TASK STATEMENT –
Write out the data below exactly, from its first line to the line containing "pub fn nodes(&self, year: i32)", that line included.

RECORD SET –

===

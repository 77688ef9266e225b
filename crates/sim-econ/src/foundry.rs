//! Third-party foundries: capacity and process availability over time.

use crate::contract::ContractType;
use rust_decimal::Decimal;
use serde::{Deserialize, Serialize};

#[derive(Clone, Copy, Debug, PartialEq, Eq, Hash, Serialize, Deserialize)]
#[serde(rename_all = "kebab-case")]
pub enum FoundryTier {
    Premium,
    MidRange,
    Budget,
    Specialty,
}

/// Weeks from order to first wafer start.
#[derive(Clone, Copy, Debug, PartialEq, Eq)]
pub struct LeadTimes {
    pub spot: u32,
    pub short_term: u32,
    pub long_term: u32,
}

#[derive(Clone, Copy, Debug, PartialEq)]
pub struct Foundry {
    pub id: &'static str,
    pub name: &'static str,
    pub founded: i32,
    pub tier: FoundryTier,
    /// Price markup over baseline, in percent (115 = 15 % premium).
    pub pricing_percent: i64,
    /// Wafers per week, keyed by year, ascending.
    pub capacity_by_year: &'static [(i32, u32)],
    /// Offered nodes, keyed by the year the offering took effect, ascending.
    pub nodes_by_year: &'static [(i32, &'static [u32])],
    pub lead_times: LeadTimes,
}

impl Foundry {
    pub fn pricing_multiplier(&self) -> Decimal {
        Decimal::new(self.pricing_percent, 2)
    }

    pub fn capacity(&self, year: i32) -> u32 {
        interpolate_capacity(self.capacity_by_year, year)
    }

    pub fn nodes(&self, year: i32) -> &'static [u32] {
        available_nodes(self.nodes_by_year, year)
    }

    pub fn offers(&self, year: i32, process_node: u32) -> bool {
        year >= self.founded && self.nodes(year).contains(&process_node)
    }

    pub fn lead_time_weeks(&self, contract_type: ContractType) -> u32 {
        match contract_type {
            ContractType::Spot => self.lead_times.spot,
            ContractType::ShortTerm => self.lead_times.short_term,
            ContractType::LongTerm => self.lead_times.long_term,
        }
    }
}

/// Capacity at `year`, linearly interpolated between the bracketing table
/// years and rounded. Years outside the table clamp to its ends; an empty table
/// has no capacity.
pub fn interpolate_capacity(table: &[(i32, u32)], year: i32) -> u32 {
    let (Some(&(first_year, first)), Some(&(last_year, last))) = (table.first(), table.last()) else {
        return 0;
    };
    if year <= first_year {
        return first;
    }
    if year >= last_year {
        return last;
    }
    table
        .windows(2)
        .find(|w| year >= w[0].0 && year <= w[1].0)
        .map_or(0, |w| {
            let ((y1, c1), (y2, c2)) = (w[0], w[1]);
            let ratio = f64::from(year - y1) / f64::from(y2 - y1);
            let c = f64::from(c1) + (f64::from(c2) - f64::from(c1)) * ratio;
            c.round().max(0.0) as u32
        })
}

/// Node list of the most recent table year not after `year`; empty before the first entry.
pub fn available_nodes(table: &'static [(i32, &'static [u32])], year: i32) -> &'static [u32] {
    table
        .iter()
        .rev()
        .find(|(y, _)| *y <= year)
        .map(|(_, nodes)| *nodes)
        .unwrap_or_default()
}

pub const FOUNDRIES: &[Foundry] = &[
    Foundry {
        id: "tsmc",
        name: "TSMC",
        founded: 1987,
        tier: FoundryTier::Premium,
        pricing_percent: 115,
        capacity_by_year: &[
            (1990, 500),
            (1995, 2_000),
            (2000, 5_000),
            (2005, 15_000),
            (2010, 30_000),
            (2015, 50_000),
            (2020, 80_000),
            (2025, 120_000),
        ],
        nodes_by_year: &[
            (1987, &[800, 600]),
            (1990, &[600, 350]),
            (1995, &[350, 250]),
            (2000, &[250, 180, 130]),
            (2005, &[130, 90, 65]),
            (2010, &[65, 45, 32, 28]),
            (2015, &[28, 16, 10, 7]),
            (2020, &[7, 5]),
            (2022, &[5, 3]),
        ],
        lead_times: LeadTimes {
            spot: 4,
            short_term: 8,
            long_term: 12,
        },
    },
    Foundry {
        id: "globalfoundries",
        name: "GlobalFoundries",
        founded: 2009,
        tier: FoundryTier::MidRange,
        pricing_percent: 95,
        capacity_by_year: &[(2010, 8_000), (2015, 25_000), (2020, 40_000), (2025, 45_000)],
        nodes_by_year: &[
            (2009, &[65, 45, 32]),
            (2012, &[32, 28]),
            (2015, &[28, 14]),
            (2018, &[14, 12]),
            (2025, &[14, 12, 22]),
        ],
        lead_times: LeadTimes {
            spot: 3,
            short_term: 6,
            long_term: 10,
        },
    },
    Foundry {
        id: "umc",
        name: "UMC",
        founded: 1980,
        tier: FoundryTier::Budget,
        pricing_percent: 80,
        capacity_by_year: &[
            (1990, 300),
            (1995, 1_500),
            (2000, 4_000),
            (2005, 10_000),
            (2010, 20_000),
            (2015, 30_000),
            (2020, 35_000),
            (2025, 38_000),
        ],
        nodes_by_year: &[
            (1980, &[3000, 1500]),
            (1990, &[800, 600]),
            (1995, &[600, 350]),
            (2000, &[250, 180]),
            (2005, &[130, 90]),
            (2010, &[65, 45, 40]),
            (2015, &[40, 28]),
            (2020, &[28, 22]),
            (2025, &[22, 14]),
        ],
        lead_times: LeadTimes {
            spot: 2,
            short_term: 4,
            long_term: 8,
        },
    },
    Foundry {
        id: "smic",
        name: "SMIC",
        founded: 2000,
        tier: FoundryTier::MidRange,
        pricing_percent: 85,
        capacity_by_year: &[(2005, 2_000), (2010, 8_000), (2015, 20_000), (2020, 35_000), (2025, 50_000)],
        nodes_by_year: &[
            (2000, &[250, 180]),
            (2005, &[130, 90]),
            (2010, &[65, 45]),
            (2015, &[28, 22]),
            (2019, &[14]),
            (2020, &[14, 28]),
        ],
        lead_times: LeadTimes {
            spot: 3,
            short_term: 6,
            long_term: 10,
        },
    },
    Foundry {
        id: "samsung",
        name: "Samsung Foundry",
        founded: 2017,
        tier: FoundryTier::Premium,
        pricing_percent: 110,
        capacity_by_year: &[(2018, 15_000), (2020, 25_000), (2025, 40_000)],
        nodes_by_year: &[
            (2017, &[14, 10]),
            (2018, &[10, 8, 7]),
            (2020, &[7, 5]),
            (2022, &[5, 3]),
            (2025, &[3, 2]),
        ],
        lead_times: LeadTimes {
            spot: 5,
            short_term: 10,
            long_term: 14,
        },
    },
    Foundry {
        id: "intel_foundry",
        name: "Intel Foundry Services",
        founded: 2021,
        tier: FoundryTier::Premium,
        pricing_percent: 105,
        capacity_by_year: &[(2022, 5_000), (2025, 15_000), (2030, 40_000)],
        nodes_by_year: &[(2021, &[10, 7]), (2023, &[7, 4]), (2025, &[4, 3])],
        lead_times: LeadTimes {
            spot: 6,
            short_term: 12,
            long_term: 16,
        },
    },
    Foundry {
        id: "tower",
        name: "Tower Semiconductor",
        founded: 1993,
        tier: FoundryTier::Specialty,
        pricing_percent: 120,
        capacity_by_year: &[
            (1995, 200),
            (2000, 800),
            (2005, 3_000),
            (2010, 8_000),
            (2015, 12_000),
            (2020, 15_000),
            (2025, 18_000),
        ],
        nodes_by_year: &[
            (1993, &[600, 350]),
            (2000, &[250, 180]),
            (2005, &[180, 130]),
            (2010, &[130, 90, 65]),
            (2015, &[65, 45]),
            (2025, &[65, 45, 40]),
        ],
        lead_times: LeadTimes {
            spot: 4,
            short_term: 8,
            long_term: 12,
        },
    },
];

pub fn foundry_by_id(id: &str) -> Option<&'static Foundry> {
    FOUNDRIES.iter().find(|f| f.id == id)
}

/// Foundries operating in `year`, optionally restricted to those offering `process_node`.
pub fn available_foundries(year: i32, process_node: Option<u32>) -> Vec<&'static Foundry> {
    FOUNDRIES
        .iter()
        .filter(|f| year >= f.founded)
        .filter(|f| process_node.map_or(true, |n| f.nodes(year).contains(&n)))
        .collect()
}

#[cfg(test)]
mod tests {
    use super::*;
    use proptest::prelude::*;

    fn tsmc() -> &'static Foundry {
        foundry_by_id("tsmc").unwrap()
    }

    #[test]
    fn capacity_interpolates_between_years() {
        assert_eq!(tsmc().capacity(2012), 38_000);
        assert_eq!(tsmc().capacity(2023), 104_000);
        assert_eq!(tsmc().capacity(1980), 500);
        assert_eq!(tsmc().capacity(2040), 120_000);
        assert_eq!(interpolate_capacity(&[], 2000), 0);
    }

    #[test]
    fn capacity_exact_at_table_years() {
        for f in FOUNDRIES {
            for &(year, cap) in f.capacity_by_year {
                assert_eq!(f.capacity(year), cap, "{} {year}", f.id);
            }
        }
    }

    #[test]
    fn nodes_follow_most_recent_entry() {
        assert_eq!(tsmc().nodes(2016), &[28, 16, 10, 7]);
        assert_eq!(tsmc().nodes(2022), &[5, 3]);
        assert!(tsmc().nodes(1985).is_empty());
        let gf = foundry_by_id("globalfoundries").unwrap();
        assert_eq!(gf.nodes(2011), &[65, 45, 32]);
    }

    #[test]
    fn availability_filters_by_year_and_node() {
        let ids: Vec<_> = available_foundries(2021, Some(7)).iter().map(|f| f.id).collect();
        assert_eq!(ids, ["tsmc", "samsung", "intel_foundry"]);
        assert!(available_foundries(1985, None).iter().all(|f| f.founded <= 1985));
        assert!(!tsmc().offers(1985, 800));
        assert!(tsmc().offers(1988, 800));
    }

    #[test]
    fn lead_times_by_contract() {
        let umc = foundry_by_id("umc").unwrap();
        assert_eq!(umc.lead_time_weeks(ContractType::ShortTerm), 4);
        assert_eq!(umc.pricing_multiplier(), Decimal::new(8, 1));
    }

    proptest! {
        #[test]
        fn capacity_within_bracketing_entries(year in 1980i32..2040) {
            for f in FOUNDRIES {
                let table = f.capacity_by_year;
                let lo = table.iter().map(|e| e.1).min().unwrap();
                let hi = table.iter().map(|e| e.1).max().unwrap();
                prop_assert!((lo..=hi).contains(&f.capacity(year)));
            }
        }
    }
}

===

SOLUTION FOR THIS TASK –
repository 77688ef9266e225b
filename crates/sim-econ/src/foundry.rs
//! Third-party foundries: capacity and process availability over time.

use crate::contract::ContractType;
use rust_decimal::Decimal;
use serde::{Deserialize, Serialize};

#[derive(Clone, Copy, Debug, PartialEq, Eq, Hash, Serialize, Deserialize)]
#[serde(rename_all = "kebab-case")]
pub enum FoundryTier {
    Premium,
    MidRange,
    Budget,
    Specialty,
}

/// Weeks from order to first wafer start.
#[derive(Clone, Copy, Debug, PartialEq, Eq)]
pub struct LeadTimes {
    pub spot: u32,
    pub short_term: u32,
    pub long_term: u32,
}

#[derive(Clone, Copy, Debug, PartialEq)]
pub struct Foundry {
    pub id: &'static str,
    pub name: &'static str,
    pub founded: i32,
    pub tier: FoundryTier,
    /// Price markup over baseline, in percent (115 = 15 % premium).
    pub pricing_percent: i64,
    /// Wafers per week, keyed by year, ascending.
    pub capacity_by_year: &'static [(i32, u32)],
    /// Offered nodes, keyed by the year the offering took effect, ascending.
    pub nodes_by_year: &'static [(i32, &'static [u32])],
    pub lead_times: LeadTimes,
}

impl Foundry {
    pub fn pricing_multiplier(&self) -> Decimal {
        Decimal::new(self.pricing_percent, 2)
    }

    pub fn capacity(&self, year: i32) -> u32 {
        interpolate_capacity(self.capacity_by_year, year)
    }

    pub fn nodes(&self, year: i32) -> &'static [u32] {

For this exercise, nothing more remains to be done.